[Items listed in a dataset]
+++

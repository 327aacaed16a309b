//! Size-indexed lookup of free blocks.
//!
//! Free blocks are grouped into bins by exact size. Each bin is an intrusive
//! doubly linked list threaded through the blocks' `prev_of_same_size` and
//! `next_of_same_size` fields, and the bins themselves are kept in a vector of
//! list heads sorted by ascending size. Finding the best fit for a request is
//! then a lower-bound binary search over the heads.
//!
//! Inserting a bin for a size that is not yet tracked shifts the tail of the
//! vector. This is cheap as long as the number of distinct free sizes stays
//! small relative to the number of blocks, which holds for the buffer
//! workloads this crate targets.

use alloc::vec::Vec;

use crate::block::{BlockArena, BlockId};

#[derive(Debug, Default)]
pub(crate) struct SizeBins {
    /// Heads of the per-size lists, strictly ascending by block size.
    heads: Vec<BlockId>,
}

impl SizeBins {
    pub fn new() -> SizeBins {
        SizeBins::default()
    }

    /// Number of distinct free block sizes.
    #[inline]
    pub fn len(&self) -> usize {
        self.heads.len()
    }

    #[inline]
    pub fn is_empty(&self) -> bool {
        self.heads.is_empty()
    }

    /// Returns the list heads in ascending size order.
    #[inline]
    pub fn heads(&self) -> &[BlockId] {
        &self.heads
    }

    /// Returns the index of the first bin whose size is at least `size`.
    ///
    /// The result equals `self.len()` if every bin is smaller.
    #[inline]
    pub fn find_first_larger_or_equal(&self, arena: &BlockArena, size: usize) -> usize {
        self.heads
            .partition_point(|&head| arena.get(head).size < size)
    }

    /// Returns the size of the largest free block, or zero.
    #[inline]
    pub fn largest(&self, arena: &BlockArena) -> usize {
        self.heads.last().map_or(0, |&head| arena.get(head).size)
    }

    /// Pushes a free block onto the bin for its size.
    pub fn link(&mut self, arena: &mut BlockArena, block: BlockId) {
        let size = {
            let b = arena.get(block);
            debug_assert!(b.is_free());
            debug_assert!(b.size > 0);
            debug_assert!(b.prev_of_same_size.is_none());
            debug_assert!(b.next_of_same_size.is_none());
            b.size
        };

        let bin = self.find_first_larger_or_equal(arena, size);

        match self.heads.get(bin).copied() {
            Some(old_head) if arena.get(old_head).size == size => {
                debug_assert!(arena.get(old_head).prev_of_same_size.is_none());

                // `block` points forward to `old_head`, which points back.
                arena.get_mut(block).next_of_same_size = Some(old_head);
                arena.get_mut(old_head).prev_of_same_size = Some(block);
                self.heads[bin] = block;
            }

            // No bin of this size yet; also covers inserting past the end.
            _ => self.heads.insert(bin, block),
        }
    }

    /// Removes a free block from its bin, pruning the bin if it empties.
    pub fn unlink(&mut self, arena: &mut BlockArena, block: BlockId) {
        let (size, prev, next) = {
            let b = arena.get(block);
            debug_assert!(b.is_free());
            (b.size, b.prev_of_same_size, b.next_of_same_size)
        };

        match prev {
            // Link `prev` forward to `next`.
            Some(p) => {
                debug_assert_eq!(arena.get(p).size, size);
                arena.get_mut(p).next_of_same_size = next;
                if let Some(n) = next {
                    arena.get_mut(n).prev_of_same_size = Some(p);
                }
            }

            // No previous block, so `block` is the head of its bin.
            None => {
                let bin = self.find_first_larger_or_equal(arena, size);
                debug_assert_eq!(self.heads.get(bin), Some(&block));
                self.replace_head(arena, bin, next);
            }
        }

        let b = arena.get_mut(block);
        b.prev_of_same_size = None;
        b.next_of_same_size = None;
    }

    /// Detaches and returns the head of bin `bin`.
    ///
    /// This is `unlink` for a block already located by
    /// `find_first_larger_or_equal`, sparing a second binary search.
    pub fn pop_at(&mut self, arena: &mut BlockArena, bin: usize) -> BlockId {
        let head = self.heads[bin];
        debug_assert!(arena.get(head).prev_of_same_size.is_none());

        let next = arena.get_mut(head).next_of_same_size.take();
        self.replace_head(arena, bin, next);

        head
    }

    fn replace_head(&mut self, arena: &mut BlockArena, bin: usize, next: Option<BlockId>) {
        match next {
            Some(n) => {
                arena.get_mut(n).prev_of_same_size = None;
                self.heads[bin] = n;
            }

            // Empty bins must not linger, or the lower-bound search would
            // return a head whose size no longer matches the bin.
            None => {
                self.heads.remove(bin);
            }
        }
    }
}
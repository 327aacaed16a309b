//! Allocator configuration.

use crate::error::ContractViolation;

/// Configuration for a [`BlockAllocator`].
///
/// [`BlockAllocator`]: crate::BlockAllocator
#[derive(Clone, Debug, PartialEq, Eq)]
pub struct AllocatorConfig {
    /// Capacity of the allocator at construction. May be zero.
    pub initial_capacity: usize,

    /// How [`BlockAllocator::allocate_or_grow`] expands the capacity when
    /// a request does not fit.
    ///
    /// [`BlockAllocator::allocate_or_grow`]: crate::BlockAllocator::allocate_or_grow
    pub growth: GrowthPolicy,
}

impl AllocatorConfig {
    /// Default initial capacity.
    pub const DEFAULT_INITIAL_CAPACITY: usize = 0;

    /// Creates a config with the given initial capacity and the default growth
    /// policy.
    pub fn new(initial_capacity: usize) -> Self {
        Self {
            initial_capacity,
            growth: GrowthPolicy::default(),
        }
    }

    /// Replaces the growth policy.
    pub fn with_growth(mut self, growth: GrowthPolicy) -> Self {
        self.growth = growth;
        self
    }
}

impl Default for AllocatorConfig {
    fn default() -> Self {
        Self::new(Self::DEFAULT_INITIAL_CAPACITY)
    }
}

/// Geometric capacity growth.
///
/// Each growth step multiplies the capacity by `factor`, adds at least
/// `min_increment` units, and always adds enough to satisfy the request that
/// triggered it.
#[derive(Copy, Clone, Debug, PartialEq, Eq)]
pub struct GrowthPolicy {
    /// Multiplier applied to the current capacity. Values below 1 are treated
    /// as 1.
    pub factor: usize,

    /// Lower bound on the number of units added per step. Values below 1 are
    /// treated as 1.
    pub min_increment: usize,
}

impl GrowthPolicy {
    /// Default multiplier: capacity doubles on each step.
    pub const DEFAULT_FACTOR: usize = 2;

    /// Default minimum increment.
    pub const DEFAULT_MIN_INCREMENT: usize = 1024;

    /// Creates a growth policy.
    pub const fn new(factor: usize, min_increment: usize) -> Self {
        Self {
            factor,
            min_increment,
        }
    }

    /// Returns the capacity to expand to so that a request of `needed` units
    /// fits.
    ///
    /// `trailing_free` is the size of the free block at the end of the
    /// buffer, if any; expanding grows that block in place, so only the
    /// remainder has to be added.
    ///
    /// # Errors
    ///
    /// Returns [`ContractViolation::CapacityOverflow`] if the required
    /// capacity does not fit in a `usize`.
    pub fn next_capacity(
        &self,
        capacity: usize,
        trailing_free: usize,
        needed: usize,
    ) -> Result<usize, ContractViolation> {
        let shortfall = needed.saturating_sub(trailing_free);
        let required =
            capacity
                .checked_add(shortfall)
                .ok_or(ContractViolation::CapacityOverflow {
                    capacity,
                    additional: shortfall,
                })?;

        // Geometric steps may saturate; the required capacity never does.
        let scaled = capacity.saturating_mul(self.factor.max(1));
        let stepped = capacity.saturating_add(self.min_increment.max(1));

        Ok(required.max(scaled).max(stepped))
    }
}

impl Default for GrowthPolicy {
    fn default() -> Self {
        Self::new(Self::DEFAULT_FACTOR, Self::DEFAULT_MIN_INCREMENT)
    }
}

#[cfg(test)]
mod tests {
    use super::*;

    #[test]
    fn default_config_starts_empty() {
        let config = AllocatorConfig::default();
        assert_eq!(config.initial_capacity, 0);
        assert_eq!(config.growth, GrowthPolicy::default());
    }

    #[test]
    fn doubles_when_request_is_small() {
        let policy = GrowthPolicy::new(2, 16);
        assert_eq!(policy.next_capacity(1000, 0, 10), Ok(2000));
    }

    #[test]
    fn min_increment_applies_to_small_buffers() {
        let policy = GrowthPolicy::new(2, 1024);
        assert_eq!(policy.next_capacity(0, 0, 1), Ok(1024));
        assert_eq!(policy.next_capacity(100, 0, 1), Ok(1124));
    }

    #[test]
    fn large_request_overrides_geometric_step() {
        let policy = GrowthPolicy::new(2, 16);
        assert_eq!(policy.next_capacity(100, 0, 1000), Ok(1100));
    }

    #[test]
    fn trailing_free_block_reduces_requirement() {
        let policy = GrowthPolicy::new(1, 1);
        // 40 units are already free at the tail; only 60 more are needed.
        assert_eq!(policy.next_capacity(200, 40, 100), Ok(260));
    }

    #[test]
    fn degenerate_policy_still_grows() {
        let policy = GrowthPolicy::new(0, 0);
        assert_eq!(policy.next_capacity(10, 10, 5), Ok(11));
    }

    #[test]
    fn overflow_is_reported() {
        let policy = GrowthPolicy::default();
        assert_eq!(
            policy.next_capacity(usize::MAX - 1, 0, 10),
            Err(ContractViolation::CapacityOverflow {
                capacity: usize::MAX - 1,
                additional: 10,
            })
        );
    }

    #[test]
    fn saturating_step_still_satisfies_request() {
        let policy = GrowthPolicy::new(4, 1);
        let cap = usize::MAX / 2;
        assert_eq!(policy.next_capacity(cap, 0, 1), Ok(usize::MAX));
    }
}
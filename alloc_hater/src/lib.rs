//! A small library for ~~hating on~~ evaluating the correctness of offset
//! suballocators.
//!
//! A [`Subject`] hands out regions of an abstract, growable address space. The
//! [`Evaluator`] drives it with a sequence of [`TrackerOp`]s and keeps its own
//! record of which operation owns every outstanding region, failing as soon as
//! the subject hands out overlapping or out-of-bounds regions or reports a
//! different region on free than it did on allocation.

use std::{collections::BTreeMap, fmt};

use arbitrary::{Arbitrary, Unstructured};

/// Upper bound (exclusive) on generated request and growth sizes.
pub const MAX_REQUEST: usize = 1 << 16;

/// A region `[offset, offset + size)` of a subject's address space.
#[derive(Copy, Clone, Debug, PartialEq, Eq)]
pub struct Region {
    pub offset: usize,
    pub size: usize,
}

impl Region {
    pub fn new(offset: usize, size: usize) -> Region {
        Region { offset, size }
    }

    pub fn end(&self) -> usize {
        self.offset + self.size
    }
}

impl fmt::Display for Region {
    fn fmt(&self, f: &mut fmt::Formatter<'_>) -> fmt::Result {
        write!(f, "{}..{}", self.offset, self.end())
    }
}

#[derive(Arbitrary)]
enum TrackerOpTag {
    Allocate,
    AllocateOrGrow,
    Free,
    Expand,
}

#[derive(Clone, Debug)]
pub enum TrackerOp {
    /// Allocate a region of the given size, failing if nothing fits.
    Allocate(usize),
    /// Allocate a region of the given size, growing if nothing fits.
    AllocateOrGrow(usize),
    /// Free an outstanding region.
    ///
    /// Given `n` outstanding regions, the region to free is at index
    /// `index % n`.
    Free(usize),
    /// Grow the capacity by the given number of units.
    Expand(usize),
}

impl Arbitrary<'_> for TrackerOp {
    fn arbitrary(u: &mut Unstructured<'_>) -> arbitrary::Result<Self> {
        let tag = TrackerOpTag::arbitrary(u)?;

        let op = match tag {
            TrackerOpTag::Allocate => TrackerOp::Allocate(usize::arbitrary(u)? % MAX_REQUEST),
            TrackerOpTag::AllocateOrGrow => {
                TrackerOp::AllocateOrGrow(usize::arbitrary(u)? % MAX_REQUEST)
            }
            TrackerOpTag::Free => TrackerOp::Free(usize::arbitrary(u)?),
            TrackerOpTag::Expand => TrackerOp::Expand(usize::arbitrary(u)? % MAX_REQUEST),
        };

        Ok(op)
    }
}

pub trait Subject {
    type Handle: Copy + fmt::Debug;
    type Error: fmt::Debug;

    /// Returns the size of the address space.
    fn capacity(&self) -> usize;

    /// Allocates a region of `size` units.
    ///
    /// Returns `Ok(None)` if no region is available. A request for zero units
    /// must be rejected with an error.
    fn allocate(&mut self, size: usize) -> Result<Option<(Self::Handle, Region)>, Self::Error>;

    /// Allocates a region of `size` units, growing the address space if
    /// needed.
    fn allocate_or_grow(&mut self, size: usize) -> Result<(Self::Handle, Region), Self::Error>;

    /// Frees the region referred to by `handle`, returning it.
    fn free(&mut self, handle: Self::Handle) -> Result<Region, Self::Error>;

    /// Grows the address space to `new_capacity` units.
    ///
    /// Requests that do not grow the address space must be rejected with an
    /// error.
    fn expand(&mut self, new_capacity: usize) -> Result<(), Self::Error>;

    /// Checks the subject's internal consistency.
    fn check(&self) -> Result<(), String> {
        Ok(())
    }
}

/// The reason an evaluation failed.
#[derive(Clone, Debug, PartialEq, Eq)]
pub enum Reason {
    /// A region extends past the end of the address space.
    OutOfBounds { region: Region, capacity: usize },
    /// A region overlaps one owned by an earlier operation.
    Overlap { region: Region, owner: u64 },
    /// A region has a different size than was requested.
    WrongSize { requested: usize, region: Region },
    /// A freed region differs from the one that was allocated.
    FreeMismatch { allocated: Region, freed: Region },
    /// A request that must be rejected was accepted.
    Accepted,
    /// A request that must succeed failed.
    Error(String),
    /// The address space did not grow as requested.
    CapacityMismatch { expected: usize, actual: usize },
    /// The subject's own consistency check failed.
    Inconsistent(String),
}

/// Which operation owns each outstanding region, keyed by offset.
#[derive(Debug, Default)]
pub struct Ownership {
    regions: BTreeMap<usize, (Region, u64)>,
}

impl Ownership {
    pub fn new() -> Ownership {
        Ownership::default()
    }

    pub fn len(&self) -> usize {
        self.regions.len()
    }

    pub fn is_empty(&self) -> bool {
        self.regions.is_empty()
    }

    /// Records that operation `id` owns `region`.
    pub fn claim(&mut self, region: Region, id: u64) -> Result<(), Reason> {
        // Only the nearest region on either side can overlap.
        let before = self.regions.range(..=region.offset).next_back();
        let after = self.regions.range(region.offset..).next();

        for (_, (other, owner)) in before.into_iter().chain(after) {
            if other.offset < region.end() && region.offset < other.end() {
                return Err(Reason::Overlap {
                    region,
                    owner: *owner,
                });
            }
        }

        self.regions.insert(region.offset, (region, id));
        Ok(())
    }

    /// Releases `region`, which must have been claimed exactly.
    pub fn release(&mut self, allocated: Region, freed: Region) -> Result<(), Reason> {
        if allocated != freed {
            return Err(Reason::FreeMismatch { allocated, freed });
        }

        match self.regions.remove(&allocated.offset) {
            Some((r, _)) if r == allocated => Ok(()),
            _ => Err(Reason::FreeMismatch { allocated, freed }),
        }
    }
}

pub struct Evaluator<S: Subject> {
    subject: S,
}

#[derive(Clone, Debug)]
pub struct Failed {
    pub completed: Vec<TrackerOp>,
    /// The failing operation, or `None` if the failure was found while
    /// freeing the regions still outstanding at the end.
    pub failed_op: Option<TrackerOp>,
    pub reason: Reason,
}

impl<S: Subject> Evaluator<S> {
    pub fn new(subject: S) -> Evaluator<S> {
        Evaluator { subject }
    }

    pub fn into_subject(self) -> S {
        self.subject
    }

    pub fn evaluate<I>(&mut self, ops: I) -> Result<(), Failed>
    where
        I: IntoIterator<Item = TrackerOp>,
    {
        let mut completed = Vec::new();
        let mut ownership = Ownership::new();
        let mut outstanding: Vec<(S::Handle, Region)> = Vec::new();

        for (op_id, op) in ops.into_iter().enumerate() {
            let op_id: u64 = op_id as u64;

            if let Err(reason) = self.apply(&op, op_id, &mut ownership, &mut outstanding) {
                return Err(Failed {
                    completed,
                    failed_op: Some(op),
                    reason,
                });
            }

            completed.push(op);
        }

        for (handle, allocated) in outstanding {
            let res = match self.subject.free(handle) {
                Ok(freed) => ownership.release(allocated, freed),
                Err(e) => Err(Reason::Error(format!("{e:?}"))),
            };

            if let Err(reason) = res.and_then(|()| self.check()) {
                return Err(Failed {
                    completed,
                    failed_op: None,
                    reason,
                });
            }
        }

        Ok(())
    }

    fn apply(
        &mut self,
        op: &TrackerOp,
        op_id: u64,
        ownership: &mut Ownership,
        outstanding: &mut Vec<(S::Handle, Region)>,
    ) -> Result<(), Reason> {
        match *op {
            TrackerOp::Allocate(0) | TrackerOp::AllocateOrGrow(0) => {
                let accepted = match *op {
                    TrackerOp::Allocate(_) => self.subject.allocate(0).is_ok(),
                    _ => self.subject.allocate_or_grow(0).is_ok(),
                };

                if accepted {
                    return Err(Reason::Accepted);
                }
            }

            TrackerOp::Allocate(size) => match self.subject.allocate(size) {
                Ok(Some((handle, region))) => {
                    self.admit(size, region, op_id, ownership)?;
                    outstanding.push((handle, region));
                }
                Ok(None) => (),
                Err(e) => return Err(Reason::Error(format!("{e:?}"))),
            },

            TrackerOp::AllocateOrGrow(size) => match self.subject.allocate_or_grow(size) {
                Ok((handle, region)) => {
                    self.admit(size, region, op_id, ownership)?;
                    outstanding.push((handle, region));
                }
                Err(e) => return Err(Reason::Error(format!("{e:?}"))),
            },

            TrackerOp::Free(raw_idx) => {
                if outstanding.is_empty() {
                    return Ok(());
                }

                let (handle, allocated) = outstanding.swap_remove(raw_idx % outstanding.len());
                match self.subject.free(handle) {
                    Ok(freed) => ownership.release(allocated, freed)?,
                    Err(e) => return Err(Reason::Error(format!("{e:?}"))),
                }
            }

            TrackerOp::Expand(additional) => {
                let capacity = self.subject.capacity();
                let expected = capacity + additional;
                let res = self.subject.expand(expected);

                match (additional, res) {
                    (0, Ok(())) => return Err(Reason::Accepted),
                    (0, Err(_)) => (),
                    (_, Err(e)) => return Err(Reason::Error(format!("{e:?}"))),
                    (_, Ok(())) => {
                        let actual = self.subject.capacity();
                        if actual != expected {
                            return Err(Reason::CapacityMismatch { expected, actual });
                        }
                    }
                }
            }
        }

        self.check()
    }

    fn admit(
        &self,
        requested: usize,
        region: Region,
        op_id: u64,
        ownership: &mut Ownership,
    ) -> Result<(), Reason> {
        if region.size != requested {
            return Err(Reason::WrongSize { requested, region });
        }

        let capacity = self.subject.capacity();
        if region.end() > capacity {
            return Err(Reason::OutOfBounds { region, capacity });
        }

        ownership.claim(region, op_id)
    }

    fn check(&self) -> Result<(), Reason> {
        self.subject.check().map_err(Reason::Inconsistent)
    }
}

+++

= What this task involves =
Precisely reproduce the lines of the entries, beginning at the first and ending at the one containing "doubly linked list". Add nothing.

= Response to the exercise =
repository 327aacaed16a309b
//! Size-indexed lookup of free blocks.
//!
//! Free blocks are grouped into bins by exact size. Each bin is an intrusive
//! doubly linked list threaded through the blocks' `prev_of_same_size` and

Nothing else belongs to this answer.